Il silenzio di Berlino

Quando torno a Berlino dopo un passaggio a Roma resto sempre stupita dal silenzio di questa città. Anche quassù ovviamente ci sono delle vie molto trafficate, tuttavia la media dell’inquinamento acustico è molto più bassa.

Questo non vale solo per le strade ma più in genere per la rumorosità umana.

In un prezioso pomeriggio di sole e caldo al Badeschiff, la meravigliosa piscina ormeggiata lungo la Sprea, bisognava fare una lunga fila per entrare in acqua, trovare un posto in cui stendersi sul pontile era quasi impossibile, eppure l’ambiente restava incredibilmente silenzioso. Non che tutti non stessero chiacchierando, ridendo e quant’altro, l’atmosfera era gioiosa e di festa, c’era la musica in sottofondo e i tuffi in acqua.

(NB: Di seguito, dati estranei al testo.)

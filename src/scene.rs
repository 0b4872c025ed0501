//! The rendering surface a knowledge map draws into.
//!
//! A [`Scene`] only knows how to mount, unmount, tag, measure, and position visual elements.
//! Everything that decides *which* elements exist lives in [`crate::reconciler`]. Browser
//! bindings implement this trait over SVG; [`MemoryScene`] keeps the element tree in memory and
//! is what tests and the `kmap` CLI use.

use serde::{Deserialize, Serialize};
use std::{
    cell::RefCell,
    collections::{BTreeMap, BTreeSet},
    fmt::Write as _,
    rc::Rc,
};

use crate::geometry::{Point, Size, Transition};

/// Container groups inside the scene. Edges are drawn below nodes.
#[derive(Debug, Clone, Copy, PartialEq, Eq, Hash, PartialOrd, Ord, Serialize, Deserialize)]
pub enum Layer {
    Edges,
    Nodes,
}

#[derive(Debug, Clone, Copy, PartialEq, Eq, Hash, PartialOrd, Ord, Serialize, Deserialize)]
pub struct ElementId(pub u64);

pub trait Scene {
    /// Prepare the scene inside the host mount point named by `inside` (a selector).
    fn attach(&mut self, inside: &str);
    /// Create a new, untagged element in `layer`.
    fn mount(&mut self, layer: Layer) -> ElementId;
    fn unmount(&mut self, element: ElementId);
    /// Add `class` to the element and bind it to the reconciliation `key`.
    fn tag(&mut self, element: ElementId, class: &str, key: &str);
    /// Keyed elements of `layer` carrying `class`, in mount order.
    fn select(&self, layer: Layer, class: &str) -> Vec<(String, ElementId)>;
    fn set_text(&mut self, element: ElementId, text: &str);
    fn set_attribute(&mut self, element: ElementId, name: &str, value: &str);
    /// Bounding box of the element's current content.
    fn measure(&self, element: ElementId) -> Size;
    fn set_position(&mut self, element: ElementId, at: Point, transition: Transition);
    fn set_path(&mut self, element: ElementId, points: &[Point], transition: Transition);
}

const CHAR_WIDTH: f64 = 8.0;
const LINE_HEIGHT: f64 = 16.0;
const PADDING: f64 = 10.0;

#[derive(Debug, Clone, PartialEq)]
pub struct SceneElement {
    pub id: ElementId,
    pub layer: Layer,
    pub classes: BTreeSet<String>,
    pub key: Option<String>,
    pub text: Option<String>,
    pub attributes: BTreeMap<String, String>,
    pub position: Option<Point>,
    pub path: Vec<Point>,
    pub last_transition: Transition,
}

impl SceneElement {
    fn new(id: ElementId, layer: Layer) -> Self {
        SceneElement {
            id,
            layer,
            classes: BTreeSet::new(),
            key: None,
            text: None,
            attributes: BTreeMap::new(),
            position: None,
            path: Vec::new(),
            last_transition: Transition::immediate(),
        }
    }

    pub fn has_class(&self, class: &str) -> bool {
        self.classes.contains(class)
    }

    pub fn attribute(&self, name: &str) -> Option<&str> {
        self.attributes.get(name).map(String::as_str)
    }

    fn size(&self) -> Size {
        match &self.text {
            Some(text) => Size::new(
                text.chars().count() as f64 * CHAR_WIDTH + 2.0 * PADDING,
                LINE_HEIGHT + 2.0 * PADDING,
            ),
            None => Size::default(),
        }
    }
}

#[derive(Debug, Default)]
struct SceneTree {
    inside: Option<String>,
    next_id: u64,
    elements: BTreeMap<ElementId, SceneElement>,
    mounted: usize,
    unmounted: usize,
}

/// Headless scene. Clones share the same element tree, so a caller can keep a handle while a
/// [`crate::map::KnowledgeMap`] owns another.
#[derive(Debug, Clone, Default)]
pub struct MemoryScene(Rc<RefCell<SceneTree>>);

impl MemoryScene {
    pub fn new() -> Self {
        Self::default()
    }

    pub fn inside(&self) -> Option<String> {
        self.0.borrow().inside.clone()
    }

    pub fn element(&self, element: ElementId) -> Option<SceneElement> {
        self.0.borrow().elements.get(&element).cloned()
    }

    /// The element of `layer` bound to `key`, if any.
    pub fn find(&self, layer: Layer, key: &str) -> Option<SceneElement> {
        self.0
            .borrow()
            .elements
            .values()
            .find(|el| el.layer == layer && el.key.as_deref() == Some(key))
            .cloned()
    }

    pub fn elements(&self, layer: Layer) -> Vec<SceneElement> {
        self.0
            .borrow()
            .elements
            .values()
            .filter(|el| el.layer == layer)
            .cloned()
            .collect()
    }

    pub fn len(&self, layer: Layer) -> usize {
        self.0
            .borrow()
            .elements
            .values()
            .filter(|el| el.layer == layer)
            .count()
    }

    pub fn is_empty(&self) -> bool {
        self.0.borrow().elements.is_empty()
    }

    /// Total number of `mount` calls so far.
    pub fn mount_count(&self) -> usize {
        self.0.borrow().mounted
    }

    /// Total number of `unmount` calls that removed an element.
    pub fn unmount_count(&self) -> usize {
        self.0.borrow().unmounted
    }

    /// Serialize the current tree as a standalone SVG document.
    pub fn to_svg(&self) -> String {
        let tree = self.0.borrow();
        let mut max = Point::new(0.0, 0.0);
        for el in tree.elements.values() {
            if let Some(at) = el.position {
                let size = el.size();
                max.x = max.x.max(at.x + size.width / 2.0);
                max.y = max.y.max(at.y + size.height / 2.0);
            }
            for p in &el.path {
                max.x = max.x.max(p.x);
                max.y = max.y.max(p.y);
            }
        }

        let mut svg = String::new();
        let _ = writeln!(
            svg,
            r#"<svg xmlns="http://www.w3.org/2000/svg" width="{}" height="{}">"#,
            (max.x + PADDING).ceil(),
            (max.y + PADDING).ceil()
        );
        svg.push_str(concat!(
            r#"<defs><marker id="arrowhead" viewBox="0 0 10 10" refX="8" refY="5" "#,
            r#"markerUnits="strokeWidth" markerWidth="8" markerHeight="5" orient="auto">"#,
            r#"<path d="M 0 0 L 10 5 L 0 10 z"/></marker></defs>"#,
            "\n"
        ));

        svg.push_str("<g class=\"edges\">\n");
        for el in tree.elements.values().filter(|el| el.layer == Layer::Edges) {
            let d = el
                .path
                .iter()
                .enumerate()
                .map(|(i, p)| format!("{}{} {}", if i == 0 { "M" } else { " L" }, p.x, p.y))
                .collect::<String>();
            let _ = writeln!(
                svg,
                r#"<g{}><path d="{}"{}/></g>"#,
                element_header(el),
                d,
                attributes(el)
            );
        }
        svg.push_str("</g>\n<g class=\"nodes\">\n");
        for el in tree.elements.values().filter(|el| el.layer == Layer::Nodes) {
            let at = el.position.unwrap_or_default();
            let size = el.size();
            let _ = writeln!(
                svg,
                r#"<g{} transform="translate({},{})"{}><rect x="{}" y="{}" width="{}" height="{}"/><text text-anchor="middle" alignment-baseline="middle">{}</text></g>"#,
                element_header(el),
                at.x,
                at.y,
                attributes(el),
                -size.width / 2.0,
                -size.height / 2.0,
                size.width,
                size.height,
                escape(el.text.as_deref().unwrap_or_default())
            );
        }
        svg.push_str("</g>\n</svg>\n");
        svg
    }
}

fn element_header(el: &SceneElement) -> String {
    let mut header = String::new();
    if !el.classes.is_empty() {
        let classes: Vec<&str> = el.classes.iter().map(String::as_str).collect();
        let _ = write!(header, r#" class="{}""#, escape(&classes.join(" ")));
    }
    if let Some(key) = &el.key {
        let _ = write!(header, r#" id="{}""#, escape(key));
    }
    header
}

fn attributes(el: &SceneElement) -> String {
    el.attributes
        .iter()
        .map(|(name, value)| format!(r#" {}="{}""#, escape(name), escape(value)))
        .collect()
}

fn escape(text: &str) -> String {
    text.replace('&', "&amp;")
        .replace('<', "&lt;")
        .replace('>', "&gt;")
        .replace('"', "&quot;")
}

impl Scene for MemoryScene {
    fn attach(&mut self, inside: &str) {
        self.0.borrow_mut().inside = Some(inside.to_string());
    }

    fn mount(&mut self, layer: Layer) -> ElementId {
        let mut tree = self.0.borrow_mut();
        let id = ElementId(tree.next_id);
        tree.next_id += 1;
        tree.mounted += 1;
        tree.elements.insert(id, SceneElement::new(id, layer));
        id
    }

    fn unmount(&mut self, element: ElementId) {
        let mut tree = self.0.borrow_mut();
        if tree.elements.remove(&element).is_some() {
            tree.unmounted += 1;
        }
    }

    fn tag(&mut self, element: ElementId, class: &str, key: &str) {
        if let Some(el) = self.0.borrow_mut().elements.get_mut(&element) {
            el.classes.insert(class.to_string());
            el.key = Some(key.to_string());
        }
    }

    fn select(&self, layer: Layer, class: &str) -> Vec<(String, ElementId)> {
        self.0
            .borrow()
            .elements
            .values()
            .filter(|el| el.layer == layer && el.has_class(class))
            .filter_map(|el| el.key.clone().map(|key| (key, el.id)))
            .collect()
    }

    fn set_text(&mut self, element: ElementId, text: &str) {
        if let Some(el) = self.0.borrow_mut().elements.get_mut(&element) {
            el.text = Some(text.to_string());
        }
    }

    fn set_attribute(&mut self, element: ElementId, name: &str, value: &str) {
        if let Some(el) = self.0.borrow_mut().elements.get_mut(&element) {
            if name == "class" {
                el.classes
                    .extend(value.split_whitespace().map(str::to_string));
            } else {
                el.attributes.insert(name.to_string(), value.to_string());
            }
        }
    }

    fn measure(&self, element: ElementId) -> Size {
        self.0
            .borrow()
            .elements
            .get(&element)
            .map(SceneElement::size)
            .unwrap_or_default()
    }

    fn set_position(&mut self, element: ElementId, at: Point, transition: Transition) {
        if let Some(el) = self.0.borrow_mut().elements.get_mut(&element) {
            el.position = Some(at);
            el.last_transition = transition;
        }
    }

    fn set_path(&mut self, element: ElementId, points: &[Point], transition: Transition) {
        if let Some(el) = self.0.borrow_mut().elements.get_mut(&element) {
            el.path = points.to_vec();
            el.last_transition = transition;
        }
    }
}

Stessa esperienza si ha nei condomini: ho cambiato e visitato vari appartamenti a Berlino, tutti accomunati dalla sensazione di trovarsi in un palazzo vuoto. Certamente forse le case sono costruite in maniera da essere meno “sonore”, tuttavia l’impressione è anche che i vicini tedeschi siano decisamente meno rumorosi di quelli italiani (e che alcune etnie anche a Berlino tendano a farsi sentire di più…).

Questo non sembrerebbe dipendere dalla volontà di mantenere la privacy: in Italia ci si nasconde dietro le tende mentre quassù si resta visibili agli altri attraverso i vetri non schermati.

Sembra improbabile che in un paese viga la difesa della privacy visiva e nell’altro di quella uditiva. Forse è piuttosto una prospettiva rovesciata: in un caso si difende se stessi (dagli sguardi altrui), nell’altro caso si difendono gli altri (dal proprio rumore).

Come notava anche Kant odori e suoni sono particolarmente molesti perché si espandono e da essi ci si difende difficilmente. D’altra parte pare che proprio Kant fece tagliare degli alberi che gli impedivano di guardare un panorama che lo aiutava a riflettere, e fece sì che si impedisse di cantare ai detenuti di un carcere di Königsberg non lontano da casa sua.

Chissà se avrebbe mai scritto la Critica della ragione pura se si fosse trovato in un appartamento al primo piano su una via consolare romana.